** The task **
Since only part of the material below is wanted, output exactly the lines from the one with "or skill name" up to and including the one with "the config changes.".

** Records to process **
//! Cloudgate — schema-checked, mutation-gated cloud tool gateway.
//!
//! Subcommands:
//! - `cloudgate serve`: Streamable HTTP MCP server with config hot reload
//! - `cloudgate stdio`: MCP over stdin/stdout
//! - `cloudgate check`: validate the config and print the tool/skill inventory
//! - `cloudgate call`: invoke one tool or skill and print the reply

use std::path::{Path, PathBuf};
use std::process::ExitCode;
use std::sync::Arc;

use anyhow::{Context, Result};
use axum::http::Request;
use axum::response::IntoResponse;
use axum::Router;
use clap::{Parser, Subcommand};
use nimbus_cloudgate::{
    run_hot_reload, Gateway, GatewayConfig, GatewayMcpServer, InvocationRequest, OutputFormat,
};
use rmcp::transport::streamable_http_server::{
    session::local::LocalSessionManager, StreamableHttpServerConfig, StreamableHttpService,
};
use rmcp::ServiceExt;
use serde_json::{Map, Value};
use tokio_util::sync::CancellationToken;
use tower::ServiceExt as TowerServiceExt;
use tracing_subscriber::EnvFilter;

const CONFIG_FILE: &str = "cloudgate.toml";

#[derive(Parser)]
#[command(
    name = "cloudgate",
    version,
    about = "Cloudgate — schema-checked, mutation-gated cloud operations over MCP"
)]
struct Cli {
    /// Path to cloudgate.toml [default: ./cloudgate.toml or <config dir>/cloudgate/cloudgate.toml]
    #[arg(short, long, global = true)]
    config: Option<PathBuf>,

    #[command(subcommand)]
    command: Commands,
}

#[derive(Subcommand)]
enum Commands {
    /// Start a Streamable HTTP MCP server exposing all configured tools and skills
    Serve {
        /// HTTP port to listen on
        #[arg(short, long, default_value = "3000")]
        port: u16,
        /// Bind address
        #[arg(long, default_value = "127.0.0.1")]
        host: String,
    },
    /// Serve MCP over stdin/stdout
    Stdio,
    /// Validate the config and list tools and skills
    Check,
    /// Invoke one tool or skill
    Call {
        /// Tool name (canonical, colon form or alias) or skill name
        tool: String,
        /// Parameter as key=value; the value is parsed as JSON, else taken as a string
        #[arg(long = "param", value_name = "KEY=VALUE")]
        params: Vec<String>,
        /// Preview a mutating call without applying it
        #[arg(long)]
        dry_run: bool,
        /// Confirm a mutating call
        #[arg(long)]
        confirm: bool,
        /// Reply format: structured or human-readable
        #[arg(long, default_value = "human-readable")]
        format: String,
    },
}

#[tokio::main]
async fn main() -> Result<ExitCode> {
    // stdout belongs to the stdio transport and to `call` output
    tracing_subscriber::fmt()
        .with_env_filter(EnvFilter::from_default_env())
        .with_writer(std::io::stderr)
        .init();

    let cli = Cli::parse();
    let cancel = CancellationToken::new();

    let cancel_for_signal = cancel.clone();
    tokio::spawn(async move {
        tokio::signal::ctrl_c().await.ok();
        tracing::info!("shutting down cloudgate");
        cancel_for_signal.cancel();
    });

    let config_path = resolve_config(cli.config)?;
    match cli.command {
        Commands::Serve { port, host } => run_serve(config_path, host, port, cancel).await?,
        Commands::Stdio => run_stdio(config_path, cancel).await?,
        Commands::Check => run_check(&config_path).await?,
        Commands::Call {
            tool,
            params,
            dry_run,
            confirm,
            format,
        } => {
            let request = build_request(&tool, &params, dry_run, confirm, &format)?;
            return run_call(&config_path, request).await;
        }
    }

    Ok(ExitCode::SUCCESS)
}

/// Serve MCP over Streamable HTTP, reloading the gateway when the config changes.
async fn run_serve(
    config_path: PathBuf,
    host: String,
    port: u16,
    cancel: CancellationToken,
) -> Result<()> {
    let gateway = build_gateway(&config_path).await?;
    let server = GatewayMcpServer::new(gateway);

    tokio::spawn(run_hot_reload(
        config_path.clone(),
        server.gateway_handle(),
        server.peers_handle(),
        cancel.child_token(),
    ));

    let session_manager = Arc::new(LocalSessionManager::default());
    let http_config = StreamableHttpServerConfig {
        cancellation_token: cancel.clone(),
        ..Default::default()
    };
    let server_for_factory = server.clone();
    let mcp_service = StreamableHttpService::new(
        move || Ok(server_for_factory.clone()),
        session_manager,
        http_config,
    );

    let app = Router::new().fallback(move |req: Request<axum::body::Body>| {
        let svc = mcp_service.clone();
        async move { svc.oneshot(req).await.into_response() }
    });

    let addr = format!("{}:{}", host, port);
    let listener = tokio::net::TcpListener::bind(&addr)
        .await
        .with_context(|| format!("failed to bind to {}", addr))?;

    tracing::info!(host = %host, port = %port, "cloudgate HTTP server listening");
    tracing::info!("Connect your MCP client to http://{}:{}/mcp", host, port);

    axum::serve(listener, app)
        .with_graceful_shutdown(cancel.cancelled_owned())
        .await
        .context("cloudgate HTTP server error")?;

    tracing::info!("cloudgate HTTP server stopped");
    Ok(())
}

/// Serve MCP over stdin/stdout. No hot reload; restart to pick up changes.
async fn run_stdio(config_path: PathBuf, cancel: CancellationToken) -> Result<()> {
    let gateway = build_gateway(&config_path).await?;
    let server = GatewayMcpServer::new(gateway);

    let transport = (tokio::io::stdin(), tokio::io::stdout());
    let running = server
        .serve_with_ct(transport, cancel.clone())
        .await
        .map_err(|e| anyhow::anyhow!("failed to initialize stdio transport: {:?}", e))?;

    tracing::info!("cloudgate stdio transport initialized, waiting for messages");

    tokio::select! {
        result = running.waiting() => {
            let reason = result.context("stdio transport error")?;
            tracing::info!(?reason, "stdio transport completed");
        }
        _ = cancel.cancelled() => {
            tracing::info!("stdio transport cancelled");
        }
    }

    Ok(())
}

/// Build the gateway and print what it exposes.
async fn run_check(config_path: &Path) -> Result<()> {
    let gateway = build_gateway(config_path).await?;

    println!("{}: ok", config_path.display());
    println!(
        "policy: require_confirm={} call_timeout={}s",
        gateway.policy().require_confirm,
        gateway.policy().call_timeout_secs
    );

    println!("\ntools ({}):", gateway.registry().len());
    for tool in gateway.registry().tools() {
        let kind = if tool.is_mutating() { "mutating" } else { "query" };
        println!(
            "  {:<40} {:<8} tier {}  {}",
            tool.name(),
            kind,
            tool.tier(),
            tool.aliases().join(", ")
        );
    }

    let skills: Vec<_> = gateway.skills().collect();
    println!("\nskills ({}):", skills.len());
    for skill in skills {
        println!("  {:<40} {} steps  {}", skill.name, skill.steps.len(), skill.title);
    }
    Ok(())
}

/// Invoke once and print the rendered reply; exit status 1 on an error reply.
async fn run_call(config_path: &Path, request: InvocationRequest) -> Result<ExitCode> {
    let gateway = build_gateway(config_path).await?;
    let response = gateway.invoke(request).await;
    println!("{}", response.render().trim_end());
    Ok(if response.is_error() {
        ExitCode::FAILURE
    } else {
        ExitCode::SUCCESS
    })
}

fn build_request(
    tool: &str,
    params: &[String],
    dry_run: bool,
    confirm: bool,
    format: &str,
) -> Result<InvocationRequest> {
    let mut parameters = Map::new();
    for param in params {
        let (key, raw) = param
            .split_once('=')
            .with_context(|| format!("--param '{}' must be KEY=VALUE", param))?;
        let value = serde_json::from_str(raw).unwrap_or_else(|_| Value::String(raw.to_string()));
        parameters.insert(key.to_string(), value);
    }

    let format: OutputFormat = format.parse()?;
    let mut request = InvocationRequest::new(tool)
        .with_parameters(parameters)
        .format(format);
    // Unset flags stay absent so the gate sees the caller's intent
    if dry_run {
        request = request.dry_run(true);
    }
    if confirm {
        request = request.confirm(true);
    }
    Ok(request)
}

async fn build_gateway(config_path: &Path) -> Result<Gateway> {
    let config = GatewayConfig::load(config_path)
        .await
        .with_context(|| format!("failed to load {}", config_path.display()))?;
    let gateway = Gateway::from_config(&config)
        .with_context(|| format!("invalid config {}", config_path.display()))?;
    Ok(gateway)
}

/// Resolve config file path: explicit flag → ./cloudgate.toml → <config dir>/cloudgate/cloudgate.toml.
fn resolve_config(explicit: Option<PathBuf>) -> Result<PathBuf> {
    if let Some(path) = explicit {
        return Ok(path);
    }

    let local = Path::new(CONFIG_FILE);
    if local.exists() {
        return Ok(local.to_path_buf());
    }

    if let Some(config_dir) = dirs::config_dir() {
        let candidate = config_dir.join("cloudgate").join(CONFIG_FILE);
        if candidate.exists() {
            return Ok(candidate);
        }
    }

    Err(anyhow::anyhow!(
        "No cloudgate.toml found. Searched ./cloudgate.toml and <config dir>/cloudgate/cloudgate.toml. \
         Use --config to specify a path."
    ))
}

#[cfg(test)]
mod tests {
    use super::*;
    use serde_json::json;

    #[test]
    fn test_build_request_parses_params() {
        let params = vec![
            "instance_id=i-123".to_string(),
            "count=3".to_string(),
            "tags=[\"a\"]".to_string(),
        ];
        let request =
            build_request("compute:instance-action", &params, true, false, "structured").unwrap();
        assert_eq!(request.parameters["instance_id"], json!("i-123"));
        assert_eq!(request.parameters["count"], json!(3));
        assert_eq!(request.parameters["tags"], json!(["a"]));
        assert_eq!(request.dry_run, Some(true));
        assert_eq!(request.confirm, None);
        assert_eq!(request.format, Some(OutputFormat::Structured));
    }

    #[test]
    fn test_build_request_rejects_bad_param() {
        assert!(build_request("x", &["novalue".to_string()], false, false, "structured").is_err());
        assert!(build_request("x", &[], false, false, "yaml").is_err());
    }

    #[test]
    fn test_resolve_config_explicit() {
        let path = PathBuf::from("/tmp/custom.toml");
        assert_eq!(resolve_config(Some(path.clone())).unwrap(), path);
    }
}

** Response to the task **
        /// Tool name (canonical, colon form or alias) or skill name
        tool: String,
        /// Parameter as key=value; the value is parsed as JSON, else taken as a string
        #[arg(long = "param", value_name = "KEY=VALUE")]
        params: Vec<String>,
        /// Preview a mutating call without applying it
        #[arg(long)]
        dry_run: bool,
        /// Confirm a mutating call
        #[arg(long)]
        confirm: bool,
        /// Reply format: structured or human-readable
        #[arg(long, default_value = "human-readable")]
        format: String,
    },
}

#[tokio::main]
async fn main() -> Result<ExitCode> {
    // stdout belongs to the stdio transport and to `call` output
    tracing_subscriber::fmt()
        .with_env_filter(EnvFilter::from_default_env())
        .with_writer(std::io::stderr)
        .init();

    let cli = Cli::parse();
    let cancel = CancellationToken::new();

    let cancel_for_signal = cancel.clone();
    tokio::spawn(async move {
        tokio::signal::ctrl_c().await.ok();
        tracing::info!("shutting down cloudgate");
        cancel_for_signal.cancel();
    });

    let config_path = resolve_config(cli.config)?;
    match cli.command {
        Commands::Serve { port, host } => run_serve(config_path, host, port, cancel).await?,
        Commands::Stdio => run_stdio(config_path, cancel).await?,
        Commands::Check => run_check(&config_path).await?,
        Commands::Call {
            tool,
            params,
            dry_run,
            confirm,
            format,
        } => {
            let request = build_request(&tool, &params, dry_run, confirm, &format)?;
            return run_call(&config_path, request).await;
        }
    }

    Ok(ExitCode::SUCCESS)
}

/// Serve MCP over Streamable HTTP, reloading the gateway when the config changes.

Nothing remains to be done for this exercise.